Capitolo 8. Fight Outta You - Ben Harper & The Innocent Criminals

Màu nền
Font chữ
Font size
Chiều cao dòng

E ora prendiamoci del tempo per parlare di lei.

Ora, che Dino era fuori per due settimane con il gruppo, per un tour promozionale del loro nuovo album.

Ci avevo messo un po' a riordinare i pensieri, quelli che erano riaffiorati con le domande dei ragazzi quella sera. Ero negli spogliatoi della piscina comunale, lunedì mattina. Un lunedì uggioso di settembre, pieno di vento di scirocco. Davanti allo specchio, osservai le curve armoniose del mio corpo dentro il costume intero blu scuro, e cominciai ad allargare con le dita la cuffia in silicone per farla aderire perfettamente alla mia testa, e raccogliere tutti quei capelli, senza rischiare di strapparmeli. Un gesto meccanico, che avevo compiuto centinaia di volte prima di scendere in vasca a nuotare. Appoggiai delicatamente gli occhialini sulla fronte dopo averli regolati con l'elastico dietro la nuca e osservai il mio volto pulito e candido: le orecchie coperte appena dalla cuffia, gli occhi verdi che scintillavano sotto i faretti degli spogliatoi e la mia bocca così rosa da sembrare un fiore sbocciato da poco. Mi portai entrambe le mani sopra le mie sopracciglia folte e castane, lisciandole ripetutamente, indagando una qualsiasi somiglianza con lei.

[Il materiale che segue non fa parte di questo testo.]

impl<G: SegmentGlob> GlobResolver<G> {
    /// Use a custom non-recursive primitive.
    pub fn with_primitive(primitive: G) -> Self {
        Self { primitive }
    }

    /// Return every distinct path matching `pattern`.
    ///
    /// Results are sorted unless [`GlobFlags::NO_SORT`] is given. Symlinked
    /// directories are followed; a directory already on the current
    /// recursion chain is skipped, so symlink cycles terminate.
    pub fn resolve(&self, pattern: &str, flags: GlobFlags) -> GlobResult<Vec<PathBuf>> {
        // Sorting and the no-match fallback apply to the union, not to each branch.
        let branch_flags = flags.without(GlobFlags::NO_CHECK) | GlobFlags::NO_SORT;

        let mut matches = MatchSet::default();
        let mut chain = Vec::new();
        self.expand(pattern, None, branch_flags, &mut chain, &mut matches)?;

        let mut paths = matches.into_vec();
        if !flags.contains(GlobFlags::NO_SORT) {
            paths.sort();
        }
        if paths.is_empty() && flags.contains(GlobFlags::NO_CHECK) {
            paths.push(PathBuf::from(pattern));
        }

        debug!(pattern, matches = paths.len(), "resolved glob");
        Ok(paths)
    }

    /// `location` is the directory the prefix of `pattern` denotes, when it
    /// is known; the prefix itself is glob-escaped below the top level.
    fn expand(
        &self,
        pattern: &str,
        location: Option<&Path>,
        flags: GlobFlags,
        chain: &mut Vec<PathBuf>,
        matches: &mut MatchSet,
    ) -> GlobResult<()> {
        let Some((prefix, remainder)) = split_recursive(pattern) else {
            matches.extend(self.primitive.glob(pattern, flags)?);
            return Ok(());
        };
        trace!(prefix, remainder, "expanding recursive segment");

        let mut dir_flags = GlobFlags::ONLY_DIR | GlobFlags::NO_SORT;
        if flags.contains(GlobFlags::ERR) {
            dir_flags |= GlobFlags::ERR;
        }
        let dirs = self.primitive.glob(&format!("{}/*", prefix), dir_flags)?;

        // `**` taken literally: exactly one level below the prefix.
        matches.extend(self.primitive.glob(pattern, flags)?);

        // `**` matching zero levels.
        if !remainder.contains('/') {
            matches.extend(
                self.primitive
                    .glob(&format!("{}/{}", prefix, remainder), flags)?,
            );
        }

        let location = location.unwrap_or_else(|| Path::new(prefix));
        let pushed = match location.canonicalize() {
            Ok(dir) => {
                chain.push(dir);
                true
            }
            Err(_) => false,
        };
        let result = self.expand_children(dirs, remainder, flags, chain, matches);
        if pushed {
            chain.pop();
        }
        result
    }

    fn expand_children(
        &self,
        dirs: Vec<PathBuf>,
        remainder: &str,
        flags: GlobFlags,
        chain: &mut Vec<PathBuf>,
        matches: &mut MatchSet,
    ) -> GlobResult<()> {
        for dir in dirs {
            if let Ok(canonical) = dir.canonicalize() {
                if chain.contains(&canonical) {
                    warn!(dir = %dir.display(), "skipping directory cycle");
                    continue;
                }
            }

            let literal_dir = glob::Pattern::escape(&dir.to_string_lossy());
            let sub_pattern = format!("{}{}{}", literal_dir, RECURSIVE_SEGMENT, remainder);
            self.expand(&sub_pattern, Some(dir.as_path()), flags, chain, matches)?;
        }
        Ok(())
    }
}
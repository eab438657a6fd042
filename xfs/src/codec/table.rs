//! Data shapes handled by the CSV codec.

use serde_json::{Map, Value};
use std::str::FromStr;

use crate::error::{XfsError, XfsResult};

/// One CSV line as ordered string fields.
pub type Row = Vec<String>;

/// One data line keyed by the header, in header order.
pub type Record = Map<String, Value>;

// =============================================================================
// Tables
// =============================================================================

/// The two shapes a CSV document can be dumped from.
#[derive(Debug, Clone, PartialEq)]
pub enum CsvTable {
    /// Rows used verbatim, no header synthesis.
    Rows(Vec<Row>),
    /// Records sharing the first record's keys as header.
    Records(Vec<Record>),
}

impl CsvTable {
    pub fn len(&self) -> usize {
        match self {
            CsvTable::Rows(rows) => rows.len(),
            CsvTable::Records(records) => records.len(),
        }
    }

    pub fn is_empty(&self) -> bool {
        self.len() == 0
    }
}

impl From<Vec<Row>> for CsvTable {
    fn from(rows: Vec<Row>) -> Self {
        CsvTable::Rows(rows)
    }
}

impl From<Vec<Record>> for CsvTable {
    fn from(records: Vec<Record>) -> Self {
        CsvTable::Records(records)
    }
}

/// Result of reading a CSV file, shaped by [`ParseMode`].
#[derive(Debug, Clone, PartialEq)]
pub enum CsvData {
    /// [`ParseMode::Array`]: every line, header included.
    Rows(Vec<Row>),
    /// [`ParseMode::Assoc`]: one record per data line.
    Records(Vec<Record>),
    /// [`ParseMode::Object`]: one JSON object per data line.
    Objects(Vec<Value>),
}

impl CsvData {
    pub fn len(&self) -> usize {
        match self {
            CsvData::Rows(rows) => rows.len(),
            CsvData::Records(records) => records.len(),
            CsvData::Objects(objects) => objects.len(),
        }
    }

    pub fn is_empty(&self) -> bool {
        self.len() == 0
    }

    /// Convert into a JSON array, whatever the shape.
    pub fn into_value(self) -> Value {
        match self {
            CsvData::Rows(rows) => Value::Array(
                rows.into_iter()
                    .map(|row| Value::Array(row.into_iter().map(Value::String).collect()))
                    .collect(),
            ),
            CsvData::Records(records) => {
                Value::Array(records.into_iter().map(Value::Object).collect())
            }
            CsvData::Objects(objects) => Value::Array(objects),
        }
    }
}

// =============================================================================
// Modes
// =============================================================================

/// How parsed CSV lines are structured.
#[derive(Debug, Clone, Copy, PartialEq, Eq, Default)]
pub enum ParseMode {
    /// Each line as a row.
    Array,
    /// First line as header, data lines as records.
    Assoc,
    /// Like `Assoc`, but records exposed as JSON objects.
    #[default]
    Object,
}

impl FromStr for ParseMode {
    type Err = XfsError;

    fn from_str(s: &str) -> XfsResult<Self> {
        match s.to_ascii_lowercase().as_str() {
            "array" => Ok(ParseMode::Array),
            "assoc" => Ok(ParseMode::Assoc),
            "object" => Ok(ParseMode::Object),
            other => Err(XfsError::InvalidArgument(format!(
                "invalid parse mode \"{}\", must be one of array, assoc, object",
                other
            ))),
        }
    }
}

impl TryFrom<u8> for ParseMode {
    type Error = XfsError;

    fn try_from(value: u8) -> XfsResult<Self> {
        match value {
            0 => Ok(ParseMode::Array),
            1 => Ok(ParseMode::Assoc),
            2 => Ok(ParseMode::Object),
            other => Err(XfsError::InvalidArgument(format!(
                "invalid parse mode {}, must be 0 (array), 1 (assoc) or 2 (object)",
                other
            ))),
        }
    }
}

/// How data handed to the CSV dumper is interpreted.
#[derive(Debug, Clone, Copy, PartialEq, Eq, Default)]
pub enum DumpMode {
    /// Arrays of scalars, written verbatim.
    Plain,
    /// Records; the first record's keys become the header.
    Structured,
    /// Decide from the first element.
    #[default]
    Detect,
}

impl FromStr for DumpMode {
    type Err = XfsError;

    fn from_str(s: &str) -> XfsResult<Self> {
        match s.to_ascii_lowercase().as_str() {
            "plain" => Ok(DumpMode::Plain),
            "structured" => Ok(DumpMode::Structured),
            "detect" => Ok(DumpMode::Detect),
            other => Err(XfsError::InvalidArgument(format!(
                "invalid dump mode \"{}\", must be one of plain, structured, detect",
                other
            ))),
        }
    }
}

impl TryFrom<u8> for DumpMode {
    type Error = XfsError;

    fn try_from(value: u8) -> XfsResult<Self> {
        match value {
            0 => Ok(DumpMode::Plain),
            1 => Ok(DumpMode::Structured),
            3 => Ok(DumpMode::Detect),
            other => Err(XfsError::InvalidArgument(format!(
                "invalid dump mode {}, must be 0 (plain), 1 (structured) or 3 (detect)",
                other
            ))),
        }
    }
}
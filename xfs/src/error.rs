//! Error types for xfs.
//!
//! The hierarchy follows the layers of the crate:
//!
//! - [`FsError`] - raw file access (local reads, remote reads, dumps)
//! - [`CsvError`] - CSV parsing and dumping
//! - [`FormatError`] - JSON, YAML and TOML encoding/decoding
//! - [`GlobError`] - glob pattern resolution
//! - [`XfsError`] - top-level error returned by [`crate::XFilesystem`]
//!
//! Every lower-level error converts into [`XfsError`] through `From`,
//! so `?` works across layer boundaries.

use std::fmt;
use std::path::PathBuf;
use thiserror::Error;

// =============================================================================
// File Access Errors
// =============================================================================

/// Why a path could not be opened as a file.
#[derive(Debug, Clone, Copy, PartialEq, Eq)]
pub enum Missing {
    /// Nothing exists at the path (dead symlinks included).
    Absent,
    /// Something exists at the path, but it is not a regular file.
    NotAFile,
}

impl fmt::Display for Missing {
    fn fmt(&self, f: &mut fmt::Formatter<'_>) -> fmt::Result {
        match self {
            Missing::Absent => write!(f, "does not exist"),
            Missing::NotAFile => write!(f, "exists but is not a file"),
        }
    }
}

/// Errors while reading or writing raw file contents.
#[derive(Debug, Error)]
pub enum FsError {
    /// Path does not exist or is not a regular file.
    #[error("Path \"{}\" {kind}", path.display())]
    NotFound { path: PathBuf, kind: Missing },

    /// Path exists but cannot be read.
    #[error("File \"{}\" exists but is not readable", path.display())]
    NotReadable {
        path: PathBuf,
        #[source]
        source: std::io::Error,
    },

    /// Destination cannot be written.
    #[error("Failed to write \"{}\": {source}", path.display())]
    WriteError {
        path: PathBuf,
        #[source]
        source: std::io::Error,
    },

    /// Remote source could not be fetched.
    #[error("Could not read from \"{url}\": {source}")]
    Remote {
        url: String,
        #[source]
        source: reqwest::Error,
    },
}

// =============================================================================
// CSV Errors
// =============================================================================

/// Position of a row handed to the CSV encoder.
#[derive(Debug, Clone, Copy, PartialEq, Eq)]
pub enum RowRef {
    /// The header row synthesized from the first record's keys.
    Header,
    /// A data item, 1-based.
    Item(usize),
}

impl fmt::Display for RowRef {
    fn fmt(&self, f: &mut fmt::Formatter<'_>) -> fmt::Result {
        match self {
            RowRef::Header => write!(f, "headline"),
            RowRef::Item(n) => write!(f, "item #{}", n),
        }
    }
}

/// Errors during CSV parsing and dumping.
#[derive(Debug, Error)]
pub enum CsvError {
    /// A row disagrees with the column count of the first row.
    ///
    /// `row` is 1-based. When parsing it counts every line of the
    /// document (header included); when dumping it counts data items.
    #[error(
        "Column count mismatch: header row has {expected} columns, {found} columns found in row {row} of {file}"
    )]
    ColumnCountMismatch {
        file: String,
        expected: usize,
        found: usize,
        row: usize,
    },

    /// Dump mode auto-detection could not classify the data.
    #[error("Could not detect dump mode from CSV data: {0}")]
    InvalidDumpShape(String),

    /// A row could not be encoded.
    #[error("Invalid data in {row}: {reason}")]
    InvalidRowData { row: RowRef, reason: String },

    /// A line could not be split into fields.
    #[error("Malformed CSV in row {row}: {message}")]
    Malformed { row: usize, message: String },

    /// Delimiter, enclosure or escape sequence is unusable.
    #[error("Invalid CSV dialect: {0}")]
    InvalidDialect(String),
}

// =============================================================================
// Format Errors
// =============================================================================

/// Errors from the JSON, YAML and TOML collaborators.
#[derive(Debug, Error)]
pub enum FormatError {
    /// JSON encoding or decoding failed.
    #[error("JSON error: {0}")]
    Json(#[from] serde_json::Error),

    /// YAML encoding or decoding failed.
    #[error("YAML error: {0}")]
    Yaml(#[from] serde_yaml::Error),

    /// TOML decoding failed.
    #[error("TOML parse error: {0}")]
    TomlDecode(#[from] toml::de::Error),

    /// TOML encoding failed.
    #[error("TOML dump error: {0}")]
    TomlEncode(#[from] toml::ser::Error),
}

// =============================================================================
// Glob Errors
// =============================================================================

/// Errors from the glob resolver.
#[derive(Debug, Error)]
pub enum GlobError {
    /// Pattern syntax is invalid.
    #[error("Invalid glob pattern \"{pattern}\": {source}")]
    Pattern {
        pattern: String,
        #[source]
        source: glob::PatternError,
    },

    /// A directory entry could not be read (only raised with `GlobFlags::ERR`).
    #[error("Glob failed: {0}")]
    Entry(#[from] glob::GlobError),
}

// =============================================================================
// Top-level Errors
// =============================================================================

/// Errors returned by [`crate::XFilesystem`].
#[derive(Debug, Error)]
pub enum XfsError {
    /// File access error.
    #[error(transparent)]
    Fs(#[from] FsError),

    /// CSV codec error.
    #[error("CSV error: {0}")]
    Csv(#[from] CsvError),

    /// JSON/YAML/TOML error.
    #[error(transparent)]
    Format(#[from] FormatError),

    /// Glob error.
    #[error(transparent)]
    Glob(#[from] GlobError),

    /// Caller supplied an out-of-range mode, flag or setting.
    #[error("Invalid argument: {0}")]
    InvalidArgument(String),

    /// Contents could not be decoded with the requested charset.
    #[error("Encoding error: {0}")]
    Encoding(String),
}

// =============================================================================
// Result Type Aliases
// =============================================================================

/// Result type for raw file access.
pub type FsResult<T> = Result<T, FsError>;

/// Result type for CSV operations.
pub type CsvResult<T> = Result<T, CsvError>;

/// Result type for format operations.
pub type FormatResult<T> = Result<T, FormatError>;

/// Result type for glob operations.
pub type GlobResult<T> = Result<T, GlobError>;

/// Result type for facade operations.
pub type XfsResult<T> = Result<T, XfsError>;
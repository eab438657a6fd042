//! Configuration.
//!
//! Defaults are compiled in; [`Settings::from_env`] overrides them from
//! `XFS_*` environment variables (the CLI loads a `.env` file first).

use std::time::Duration;

use crate::codec::{CsvDialect, CsvOptions};
use crate::error::{XfsError, XfsResult};

/// Default CSV field delimiter.
pub const DEFAULT_DELIMITER: &str = ",";

/// Default CSV field enclosure.
pub const DEFAULT_ENCLOSURE: &str = "\"";

/// Default CSV escape sequence.
pub const DEFAULT_ESCAPE: &str = "\\";

/// Default charset of CSV input.
pub const DEFAULT_CHARSET: &str = "UTF-8";

/// User-Agent sent with remote reads.
pub const DEFAULT_USER_AGENT: &str = concat!("xfs/", env!("CARGO_PKG_VERSION"));

/// Timeout for remote reads.
pub const DEFAULT_HTTP_TIMEOUT_SECS: u64 = 30;

/// Runtime settings of an [`crate::XFilesystem`].
#[derive(Debug, Clone, PartialEq)]
pub struct Settings {
    /// Whether `http://` and `https://` sources may be read.
    pub allow_remote: bool,
    pub http_timeout: Duration,
    pub user_agent: String,
    /// Defaults for CSV reads and dumps.
    pub csv: CsvOptions,
}

impl Default for Settings {
    fn default() -> Self {
        Self {
            allow_remote: false,
            http_timeout: Duration::from_secs(DEFAULT_HTTP_TIMEOUT_SECS),
            user_agent: DEFAULT_USER_AGENT.to_string(),
            csv: CsvOptions::default(),
        }
    }
}

impl Settings {
    /// Load settings from `XFS_*` environment variables.
    pub fn from_env() -> XfsResult<Self> {
        Self::from_lookup(|key| std::env::var(key).ok())
    }

    /// Load settings through an arbitrary variable lookup.
    pub fn from_lookup<F>(lookup: F) -> XfsResult<Self>
    where
        F: Fn(&str) -> Option<String>,
    {
        let mut settings = Self::default();

        if let Some(value) = lookup("XFS_ALLOW_REMOTE") {
            settings.allow_remote = parse_bool("XFS_ALLOW_REMOTE", &value)?;
        }
        if let Some(value) = lookup("XFS_HTTP_TIMEOUT_SECS") {
            let secs = value.trim().parse::<u64>().map_err(|_| {
                XfsError::InvalidArgument(format!(
                    "XFS_HTTP_TIMEOUT_SECS must be a number of seconds, got \"{}\"",
                    value
                ))
            })?;
            settings.http_timeout = Duration::from_secs(secs);
        }
        if let Some(value) = lookup("XFS_USER_AGENT") {
            settings.user_agent = value;
        }

        let mut dialect = CsvDialect::default();
        if let Some(value) = lookup("XFS_CSV_DELIMITER") {
            dialect.delimiter = value;
        }
        if let Some(value) = lookup("XFS_CSV_ENCLOSURE") {
            dialect.enclosure = value;
        }
        if let Some(value) = lookup("XFS_CSV_ESCAPE") {
            dialect.escape = value;
        }
        dialect
            .validate()
            .map_err(|e| XfsError::InvalidArgument(e.to_string()))?;
        settings.csv.dialect = dialect;

        if let Some(value) = lookup("XFS_CSV_CHARSET") {
            settings.csv.charset = value;
        }

        Ok(settings)
    }
}

fn parse_bool(key: &str, value: &str) -> XfsResult<bool> {
    match value.trim().to_ascii_lowercase().as_str() {
        "1" | "true" | "yes" | "on" => Ok(true),
        "0" | "false" | "no" | "off" | "" => Ok(false),
        _ => Err(XfsError::InvalidArgument(format!(
            "{} must be a boolean, got \"{}\"",
            key, value
        ))),
    }
}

Nicla era una creatura mitologica, una donna senza età, senza peso, senza una vera caratteristica che la rendesse umana. La sua voce era nelle mie orecchie perché nei miei primi anni di vita avevo sentito solo lei. Cantava. Cantava e basta. Ricordo solo che era una mamma molto dolce e sorridente. Aveva un buon profumo. Non so cosa sia successo di preciso con mio padre.

Perché c'è sempre un padre quando ci sono figli.

Il signor Koll.

Nicla ad un certo punto doveva aver capito che per portare avanti la sua carriera di successo, la sua carriera stellare, doveva compiere una scelta. E questa scelta era stata andare via. Lei e papà ne avevano passate tante, devono averci provato davvero, devono essere stati davvero innamorati quando hanno deciso di avermi. E per i primi tre anni effettivamente è stato così: innamorati, folli, pieni di vita. Ricordo vagamente una casa piena di musica, di voci allegre. Dopo il niente. Il silenzio.

Ma poi a un certo punto è arrivata Teresa.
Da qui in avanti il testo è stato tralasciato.